Records follow. Pull out every line that contains "InvalidQoS".

[Stored items]
=======
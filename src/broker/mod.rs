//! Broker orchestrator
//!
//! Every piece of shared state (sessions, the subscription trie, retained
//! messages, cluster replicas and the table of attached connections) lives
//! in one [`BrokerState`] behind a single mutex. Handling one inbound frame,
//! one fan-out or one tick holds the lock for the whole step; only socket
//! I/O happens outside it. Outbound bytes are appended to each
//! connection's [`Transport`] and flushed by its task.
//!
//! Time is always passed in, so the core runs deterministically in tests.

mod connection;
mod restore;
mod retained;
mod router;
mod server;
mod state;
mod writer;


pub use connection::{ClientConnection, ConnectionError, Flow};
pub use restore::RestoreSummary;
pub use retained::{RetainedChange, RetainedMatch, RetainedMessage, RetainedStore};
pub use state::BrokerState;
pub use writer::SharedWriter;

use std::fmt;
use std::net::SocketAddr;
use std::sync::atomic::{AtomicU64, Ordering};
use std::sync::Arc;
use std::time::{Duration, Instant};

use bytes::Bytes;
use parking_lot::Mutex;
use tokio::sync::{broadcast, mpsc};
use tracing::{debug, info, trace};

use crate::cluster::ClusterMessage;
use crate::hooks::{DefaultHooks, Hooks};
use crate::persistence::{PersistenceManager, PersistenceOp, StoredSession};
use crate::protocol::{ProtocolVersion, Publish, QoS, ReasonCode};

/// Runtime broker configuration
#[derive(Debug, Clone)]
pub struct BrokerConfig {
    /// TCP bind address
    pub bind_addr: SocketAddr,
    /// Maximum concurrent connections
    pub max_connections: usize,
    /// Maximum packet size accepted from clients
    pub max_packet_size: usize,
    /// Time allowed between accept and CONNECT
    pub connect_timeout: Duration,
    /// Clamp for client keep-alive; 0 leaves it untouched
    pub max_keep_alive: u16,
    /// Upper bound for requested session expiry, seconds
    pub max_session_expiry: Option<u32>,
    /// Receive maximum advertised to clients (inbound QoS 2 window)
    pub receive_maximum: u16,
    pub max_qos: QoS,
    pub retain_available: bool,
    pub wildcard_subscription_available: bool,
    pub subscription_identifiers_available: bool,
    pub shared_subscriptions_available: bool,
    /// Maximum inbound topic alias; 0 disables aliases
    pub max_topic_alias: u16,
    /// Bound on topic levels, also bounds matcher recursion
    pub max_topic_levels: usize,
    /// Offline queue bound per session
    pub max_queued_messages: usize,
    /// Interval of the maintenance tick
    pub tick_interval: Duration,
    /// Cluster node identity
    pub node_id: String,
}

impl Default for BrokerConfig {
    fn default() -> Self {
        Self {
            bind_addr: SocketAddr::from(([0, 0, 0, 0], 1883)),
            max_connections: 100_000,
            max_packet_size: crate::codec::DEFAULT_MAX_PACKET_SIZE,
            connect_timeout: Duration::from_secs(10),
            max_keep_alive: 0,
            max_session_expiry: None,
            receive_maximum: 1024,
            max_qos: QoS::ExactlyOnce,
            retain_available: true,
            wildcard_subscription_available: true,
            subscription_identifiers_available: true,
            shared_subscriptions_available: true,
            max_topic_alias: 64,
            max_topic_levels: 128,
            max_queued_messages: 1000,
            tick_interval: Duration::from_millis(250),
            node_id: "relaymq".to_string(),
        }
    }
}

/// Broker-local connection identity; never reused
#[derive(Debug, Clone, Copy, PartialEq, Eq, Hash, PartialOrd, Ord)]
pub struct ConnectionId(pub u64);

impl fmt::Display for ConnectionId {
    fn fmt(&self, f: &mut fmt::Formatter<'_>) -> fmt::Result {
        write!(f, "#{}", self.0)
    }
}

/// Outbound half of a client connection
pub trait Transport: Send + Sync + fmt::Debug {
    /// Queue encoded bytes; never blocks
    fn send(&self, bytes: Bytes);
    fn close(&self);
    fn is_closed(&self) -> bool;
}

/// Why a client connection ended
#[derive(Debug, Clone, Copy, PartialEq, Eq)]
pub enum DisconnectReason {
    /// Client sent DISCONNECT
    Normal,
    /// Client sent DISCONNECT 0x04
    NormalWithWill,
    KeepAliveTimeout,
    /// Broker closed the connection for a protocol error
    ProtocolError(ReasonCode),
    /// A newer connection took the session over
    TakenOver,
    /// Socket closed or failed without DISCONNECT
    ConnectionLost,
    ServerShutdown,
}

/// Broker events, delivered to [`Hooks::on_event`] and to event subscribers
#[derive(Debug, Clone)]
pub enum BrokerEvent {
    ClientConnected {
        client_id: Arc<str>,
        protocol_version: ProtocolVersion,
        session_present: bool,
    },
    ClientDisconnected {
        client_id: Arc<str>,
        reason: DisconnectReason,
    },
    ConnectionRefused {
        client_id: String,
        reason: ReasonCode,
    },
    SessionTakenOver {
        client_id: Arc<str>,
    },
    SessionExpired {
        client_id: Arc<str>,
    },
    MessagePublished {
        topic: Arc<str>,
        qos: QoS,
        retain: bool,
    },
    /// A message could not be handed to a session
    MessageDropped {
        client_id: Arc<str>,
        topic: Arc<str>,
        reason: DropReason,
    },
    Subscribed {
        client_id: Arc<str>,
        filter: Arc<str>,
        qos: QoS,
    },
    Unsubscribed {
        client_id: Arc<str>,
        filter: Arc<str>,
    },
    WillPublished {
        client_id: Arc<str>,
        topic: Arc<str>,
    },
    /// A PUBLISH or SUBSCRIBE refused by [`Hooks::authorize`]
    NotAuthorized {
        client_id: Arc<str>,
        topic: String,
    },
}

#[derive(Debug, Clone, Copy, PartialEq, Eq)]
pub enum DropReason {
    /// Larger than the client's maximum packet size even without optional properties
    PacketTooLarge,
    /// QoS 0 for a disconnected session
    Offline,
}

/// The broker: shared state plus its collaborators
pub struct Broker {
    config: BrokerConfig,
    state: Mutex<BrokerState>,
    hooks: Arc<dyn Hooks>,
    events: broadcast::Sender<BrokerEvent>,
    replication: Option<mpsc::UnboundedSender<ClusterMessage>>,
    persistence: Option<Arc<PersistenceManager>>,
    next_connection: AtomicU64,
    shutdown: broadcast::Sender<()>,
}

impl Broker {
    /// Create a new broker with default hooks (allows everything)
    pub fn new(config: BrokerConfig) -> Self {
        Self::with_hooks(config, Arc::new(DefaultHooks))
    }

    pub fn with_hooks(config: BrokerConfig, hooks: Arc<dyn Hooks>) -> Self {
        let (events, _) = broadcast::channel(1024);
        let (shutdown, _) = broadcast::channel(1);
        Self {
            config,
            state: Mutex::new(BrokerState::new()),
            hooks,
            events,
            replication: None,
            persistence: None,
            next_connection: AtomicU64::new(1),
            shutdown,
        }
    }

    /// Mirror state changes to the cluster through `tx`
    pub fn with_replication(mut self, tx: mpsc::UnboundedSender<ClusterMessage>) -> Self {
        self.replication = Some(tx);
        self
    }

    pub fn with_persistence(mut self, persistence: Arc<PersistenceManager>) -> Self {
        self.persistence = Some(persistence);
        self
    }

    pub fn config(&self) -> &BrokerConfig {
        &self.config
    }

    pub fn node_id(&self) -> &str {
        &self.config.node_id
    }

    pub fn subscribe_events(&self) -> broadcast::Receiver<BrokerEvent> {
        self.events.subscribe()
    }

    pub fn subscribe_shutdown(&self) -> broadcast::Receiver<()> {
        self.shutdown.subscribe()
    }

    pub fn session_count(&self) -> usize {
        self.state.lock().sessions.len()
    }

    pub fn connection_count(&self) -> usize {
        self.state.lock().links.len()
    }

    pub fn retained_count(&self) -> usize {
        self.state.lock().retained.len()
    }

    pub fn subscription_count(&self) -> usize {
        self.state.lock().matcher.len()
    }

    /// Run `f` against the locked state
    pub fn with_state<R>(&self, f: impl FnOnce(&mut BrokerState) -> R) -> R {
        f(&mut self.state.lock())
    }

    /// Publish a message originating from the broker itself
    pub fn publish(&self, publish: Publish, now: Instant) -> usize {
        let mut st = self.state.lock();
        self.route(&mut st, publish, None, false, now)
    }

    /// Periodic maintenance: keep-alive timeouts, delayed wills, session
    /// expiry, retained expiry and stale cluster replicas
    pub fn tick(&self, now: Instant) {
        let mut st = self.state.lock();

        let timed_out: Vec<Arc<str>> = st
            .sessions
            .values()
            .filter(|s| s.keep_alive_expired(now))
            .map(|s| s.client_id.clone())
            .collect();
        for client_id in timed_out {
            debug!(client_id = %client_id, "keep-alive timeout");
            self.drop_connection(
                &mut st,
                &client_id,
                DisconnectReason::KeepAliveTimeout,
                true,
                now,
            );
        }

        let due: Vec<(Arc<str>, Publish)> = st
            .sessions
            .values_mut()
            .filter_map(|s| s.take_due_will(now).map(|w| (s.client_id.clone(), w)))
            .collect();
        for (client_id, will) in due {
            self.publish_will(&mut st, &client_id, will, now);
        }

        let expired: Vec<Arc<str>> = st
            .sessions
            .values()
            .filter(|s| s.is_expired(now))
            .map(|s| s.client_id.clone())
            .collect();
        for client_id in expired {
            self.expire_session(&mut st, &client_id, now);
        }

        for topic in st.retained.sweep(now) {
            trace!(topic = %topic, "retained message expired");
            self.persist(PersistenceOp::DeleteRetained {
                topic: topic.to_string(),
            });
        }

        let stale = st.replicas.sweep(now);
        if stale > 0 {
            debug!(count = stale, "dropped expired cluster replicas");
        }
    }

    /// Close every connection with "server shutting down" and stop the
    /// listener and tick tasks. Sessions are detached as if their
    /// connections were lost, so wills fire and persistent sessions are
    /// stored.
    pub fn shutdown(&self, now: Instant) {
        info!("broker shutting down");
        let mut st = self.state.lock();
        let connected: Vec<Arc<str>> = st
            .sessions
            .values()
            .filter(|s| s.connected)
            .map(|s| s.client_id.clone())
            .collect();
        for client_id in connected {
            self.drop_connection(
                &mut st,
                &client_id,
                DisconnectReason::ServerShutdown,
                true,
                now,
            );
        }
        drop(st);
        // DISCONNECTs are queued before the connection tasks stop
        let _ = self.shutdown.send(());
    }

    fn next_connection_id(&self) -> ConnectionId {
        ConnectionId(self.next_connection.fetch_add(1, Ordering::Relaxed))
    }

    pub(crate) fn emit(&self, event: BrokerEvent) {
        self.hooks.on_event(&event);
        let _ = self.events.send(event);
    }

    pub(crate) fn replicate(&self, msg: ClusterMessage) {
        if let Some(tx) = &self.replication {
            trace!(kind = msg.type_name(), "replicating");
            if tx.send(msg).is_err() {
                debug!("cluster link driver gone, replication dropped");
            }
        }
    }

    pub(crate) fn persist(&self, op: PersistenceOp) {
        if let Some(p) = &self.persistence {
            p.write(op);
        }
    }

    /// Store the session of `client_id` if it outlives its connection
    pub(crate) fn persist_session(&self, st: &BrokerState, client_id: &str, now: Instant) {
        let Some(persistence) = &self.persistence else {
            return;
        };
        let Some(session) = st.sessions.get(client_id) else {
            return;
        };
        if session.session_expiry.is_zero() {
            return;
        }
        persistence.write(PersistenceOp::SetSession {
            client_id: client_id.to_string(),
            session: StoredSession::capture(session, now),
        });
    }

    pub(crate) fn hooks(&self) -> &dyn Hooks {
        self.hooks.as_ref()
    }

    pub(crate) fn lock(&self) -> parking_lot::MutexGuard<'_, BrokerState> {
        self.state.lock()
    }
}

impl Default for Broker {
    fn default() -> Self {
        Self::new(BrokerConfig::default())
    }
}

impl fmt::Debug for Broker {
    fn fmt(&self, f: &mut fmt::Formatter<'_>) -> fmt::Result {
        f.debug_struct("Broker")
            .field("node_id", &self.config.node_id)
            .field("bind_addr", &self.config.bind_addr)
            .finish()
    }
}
=======
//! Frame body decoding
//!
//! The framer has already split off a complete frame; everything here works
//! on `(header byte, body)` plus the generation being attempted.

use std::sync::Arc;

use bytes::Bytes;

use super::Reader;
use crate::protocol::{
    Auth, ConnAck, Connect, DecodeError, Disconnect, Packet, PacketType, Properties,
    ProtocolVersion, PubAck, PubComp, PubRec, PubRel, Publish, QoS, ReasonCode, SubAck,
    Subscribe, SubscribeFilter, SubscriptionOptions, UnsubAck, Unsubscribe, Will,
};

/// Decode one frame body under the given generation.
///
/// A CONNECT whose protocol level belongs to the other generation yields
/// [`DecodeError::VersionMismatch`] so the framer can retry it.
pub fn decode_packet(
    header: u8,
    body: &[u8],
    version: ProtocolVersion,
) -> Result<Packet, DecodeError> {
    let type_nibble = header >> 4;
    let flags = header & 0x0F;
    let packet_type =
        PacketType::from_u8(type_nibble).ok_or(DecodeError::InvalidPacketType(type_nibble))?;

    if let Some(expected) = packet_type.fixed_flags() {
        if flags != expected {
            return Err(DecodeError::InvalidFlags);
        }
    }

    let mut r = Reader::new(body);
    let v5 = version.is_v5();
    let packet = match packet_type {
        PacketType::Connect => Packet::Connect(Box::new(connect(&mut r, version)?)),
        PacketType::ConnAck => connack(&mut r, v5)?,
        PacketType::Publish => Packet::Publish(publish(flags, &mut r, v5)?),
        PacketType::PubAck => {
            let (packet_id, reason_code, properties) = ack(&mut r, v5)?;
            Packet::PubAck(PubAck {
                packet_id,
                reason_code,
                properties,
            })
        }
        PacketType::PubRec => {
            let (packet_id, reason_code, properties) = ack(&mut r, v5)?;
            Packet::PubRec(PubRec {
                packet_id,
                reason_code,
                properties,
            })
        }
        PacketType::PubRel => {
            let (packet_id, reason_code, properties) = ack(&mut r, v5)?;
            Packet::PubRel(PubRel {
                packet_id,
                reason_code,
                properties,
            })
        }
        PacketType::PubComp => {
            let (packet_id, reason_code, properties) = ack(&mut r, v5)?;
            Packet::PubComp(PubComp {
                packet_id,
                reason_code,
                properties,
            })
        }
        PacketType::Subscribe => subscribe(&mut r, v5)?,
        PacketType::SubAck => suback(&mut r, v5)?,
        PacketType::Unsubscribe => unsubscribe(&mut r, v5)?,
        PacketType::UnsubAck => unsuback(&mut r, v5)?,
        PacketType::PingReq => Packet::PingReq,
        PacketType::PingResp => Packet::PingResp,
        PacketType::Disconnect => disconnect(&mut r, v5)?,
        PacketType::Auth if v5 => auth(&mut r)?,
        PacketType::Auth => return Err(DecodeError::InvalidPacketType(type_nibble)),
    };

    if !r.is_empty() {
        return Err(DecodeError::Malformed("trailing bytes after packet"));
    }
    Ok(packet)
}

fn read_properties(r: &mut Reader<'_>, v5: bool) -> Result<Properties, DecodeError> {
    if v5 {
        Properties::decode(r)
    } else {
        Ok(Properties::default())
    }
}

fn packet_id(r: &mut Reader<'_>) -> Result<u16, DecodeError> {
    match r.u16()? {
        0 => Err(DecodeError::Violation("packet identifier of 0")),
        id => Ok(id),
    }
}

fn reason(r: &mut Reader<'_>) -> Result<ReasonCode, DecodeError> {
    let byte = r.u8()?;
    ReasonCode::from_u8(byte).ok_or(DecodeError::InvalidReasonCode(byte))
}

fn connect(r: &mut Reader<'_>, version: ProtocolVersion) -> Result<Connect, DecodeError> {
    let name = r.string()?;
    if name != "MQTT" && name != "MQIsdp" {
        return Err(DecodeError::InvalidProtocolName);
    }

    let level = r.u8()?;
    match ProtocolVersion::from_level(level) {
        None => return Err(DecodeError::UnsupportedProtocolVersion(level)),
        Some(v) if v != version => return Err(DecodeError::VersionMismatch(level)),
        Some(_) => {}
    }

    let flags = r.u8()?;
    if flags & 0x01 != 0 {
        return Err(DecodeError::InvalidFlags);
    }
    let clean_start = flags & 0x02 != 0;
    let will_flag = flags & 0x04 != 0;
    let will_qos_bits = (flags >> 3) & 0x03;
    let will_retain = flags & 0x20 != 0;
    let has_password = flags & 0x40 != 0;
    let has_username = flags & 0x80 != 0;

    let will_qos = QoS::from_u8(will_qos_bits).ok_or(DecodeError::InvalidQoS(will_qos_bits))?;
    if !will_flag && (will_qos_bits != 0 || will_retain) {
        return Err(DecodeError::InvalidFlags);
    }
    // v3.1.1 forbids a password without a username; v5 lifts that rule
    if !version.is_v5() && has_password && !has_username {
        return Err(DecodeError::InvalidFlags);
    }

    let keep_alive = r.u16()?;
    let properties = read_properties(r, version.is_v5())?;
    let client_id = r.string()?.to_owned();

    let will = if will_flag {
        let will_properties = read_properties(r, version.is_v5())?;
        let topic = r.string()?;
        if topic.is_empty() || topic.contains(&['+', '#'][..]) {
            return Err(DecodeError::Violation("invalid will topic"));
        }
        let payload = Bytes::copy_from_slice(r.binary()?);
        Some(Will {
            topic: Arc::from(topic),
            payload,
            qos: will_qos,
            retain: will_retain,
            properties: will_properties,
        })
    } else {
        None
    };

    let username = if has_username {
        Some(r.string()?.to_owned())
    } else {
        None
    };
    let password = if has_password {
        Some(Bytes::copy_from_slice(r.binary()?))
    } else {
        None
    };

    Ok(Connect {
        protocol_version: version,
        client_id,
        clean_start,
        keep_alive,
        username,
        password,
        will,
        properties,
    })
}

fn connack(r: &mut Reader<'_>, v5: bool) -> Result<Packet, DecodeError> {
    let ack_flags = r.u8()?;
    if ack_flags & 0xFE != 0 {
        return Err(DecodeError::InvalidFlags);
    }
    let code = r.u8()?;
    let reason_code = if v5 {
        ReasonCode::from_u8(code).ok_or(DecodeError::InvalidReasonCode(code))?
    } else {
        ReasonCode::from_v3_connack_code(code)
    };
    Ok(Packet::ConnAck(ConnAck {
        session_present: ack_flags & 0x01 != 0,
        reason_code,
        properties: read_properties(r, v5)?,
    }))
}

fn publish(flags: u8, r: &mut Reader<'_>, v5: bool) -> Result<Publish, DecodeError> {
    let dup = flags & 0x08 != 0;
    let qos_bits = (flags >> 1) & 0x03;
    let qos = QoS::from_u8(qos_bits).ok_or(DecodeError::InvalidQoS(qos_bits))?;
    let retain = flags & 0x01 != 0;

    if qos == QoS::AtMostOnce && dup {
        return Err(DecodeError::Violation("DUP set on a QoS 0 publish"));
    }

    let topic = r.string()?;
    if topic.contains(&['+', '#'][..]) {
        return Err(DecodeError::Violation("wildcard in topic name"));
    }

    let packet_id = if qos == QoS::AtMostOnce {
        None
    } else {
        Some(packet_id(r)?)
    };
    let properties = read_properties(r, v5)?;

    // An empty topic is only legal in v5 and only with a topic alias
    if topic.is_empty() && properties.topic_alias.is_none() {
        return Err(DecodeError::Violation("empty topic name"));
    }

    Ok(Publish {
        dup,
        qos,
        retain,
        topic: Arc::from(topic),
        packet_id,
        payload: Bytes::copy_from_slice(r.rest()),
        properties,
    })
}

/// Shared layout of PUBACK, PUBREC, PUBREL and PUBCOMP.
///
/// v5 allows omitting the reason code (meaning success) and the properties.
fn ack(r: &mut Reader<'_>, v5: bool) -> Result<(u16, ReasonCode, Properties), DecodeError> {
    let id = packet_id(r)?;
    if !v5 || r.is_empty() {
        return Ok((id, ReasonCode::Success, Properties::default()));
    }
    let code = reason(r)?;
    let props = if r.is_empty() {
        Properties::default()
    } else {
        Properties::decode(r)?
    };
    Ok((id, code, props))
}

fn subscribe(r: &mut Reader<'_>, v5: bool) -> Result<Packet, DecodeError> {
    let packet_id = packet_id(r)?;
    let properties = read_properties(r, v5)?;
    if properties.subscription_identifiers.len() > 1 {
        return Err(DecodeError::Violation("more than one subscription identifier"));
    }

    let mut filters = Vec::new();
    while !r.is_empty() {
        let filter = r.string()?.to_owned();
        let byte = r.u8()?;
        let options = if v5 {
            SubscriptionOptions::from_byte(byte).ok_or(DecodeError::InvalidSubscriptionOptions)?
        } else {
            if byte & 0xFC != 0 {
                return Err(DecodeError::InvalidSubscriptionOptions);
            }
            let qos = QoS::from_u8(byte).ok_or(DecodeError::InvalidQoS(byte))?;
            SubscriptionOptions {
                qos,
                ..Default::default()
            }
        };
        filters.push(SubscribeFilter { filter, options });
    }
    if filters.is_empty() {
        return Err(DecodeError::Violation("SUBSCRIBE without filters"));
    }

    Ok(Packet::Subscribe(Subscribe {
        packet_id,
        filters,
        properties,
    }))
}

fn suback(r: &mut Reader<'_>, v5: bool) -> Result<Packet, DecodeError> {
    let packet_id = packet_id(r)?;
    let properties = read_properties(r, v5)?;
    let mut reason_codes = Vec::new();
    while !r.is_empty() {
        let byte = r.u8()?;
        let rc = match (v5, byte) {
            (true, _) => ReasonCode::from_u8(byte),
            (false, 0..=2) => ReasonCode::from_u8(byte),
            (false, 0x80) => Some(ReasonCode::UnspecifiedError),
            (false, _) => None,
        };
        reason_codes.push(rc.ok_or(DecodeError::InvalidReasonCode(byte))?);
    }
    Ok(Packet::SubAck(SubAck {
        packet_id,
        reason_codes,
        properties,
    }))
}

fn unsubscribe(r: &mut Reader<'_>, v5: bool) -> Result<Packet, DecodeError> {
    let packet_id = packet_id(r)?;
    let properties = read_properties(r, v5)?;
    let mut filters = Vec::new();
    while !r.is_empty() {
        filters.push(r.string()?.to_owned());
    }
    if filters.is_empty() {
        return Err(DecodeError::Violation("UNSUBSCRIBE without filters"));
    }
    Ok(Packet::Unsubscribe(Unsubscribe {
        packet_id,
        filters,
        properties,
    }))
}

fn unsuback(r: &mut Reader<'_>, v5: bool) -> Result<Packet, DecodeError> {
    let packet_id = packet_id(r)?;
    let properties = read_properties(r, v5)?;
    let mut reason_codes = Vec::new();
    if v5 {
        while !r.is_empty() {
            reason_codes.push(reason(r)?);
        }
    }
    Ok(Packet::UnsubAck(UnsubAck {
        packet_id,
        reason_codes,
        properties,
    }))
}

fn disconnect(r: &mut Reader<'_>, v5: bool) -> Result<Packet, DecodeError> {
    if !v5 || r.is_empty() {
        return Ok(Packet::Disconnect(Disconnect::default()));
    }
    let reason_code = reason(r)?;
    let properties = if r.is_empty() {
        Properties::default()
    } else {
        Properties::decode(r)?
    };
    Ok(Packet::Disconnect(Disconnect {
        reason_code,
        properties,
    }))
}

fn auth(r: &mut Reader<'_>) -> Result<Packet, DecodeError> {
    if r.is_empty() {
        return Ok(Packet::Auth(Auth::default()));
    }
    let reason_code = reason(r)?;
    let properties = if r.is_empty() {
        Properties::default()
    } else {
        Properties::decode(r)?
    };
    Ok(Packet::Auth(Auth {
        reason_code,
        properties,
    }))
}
=======
• **Output for this exercise**:
    let will_qos = QoS::from_u8(will_qos_bits).ok_or(DecodeError::InvalidQoS(will_qos_bits))?;
    let qos = QoS::from_u8(qos_bits).ok_or(DecodeError::InvalidQoS(qos_bits))?;
            let qos = QoS::from_u8(byte).ok_or(DecodeError::InvalidQoS(byte))?;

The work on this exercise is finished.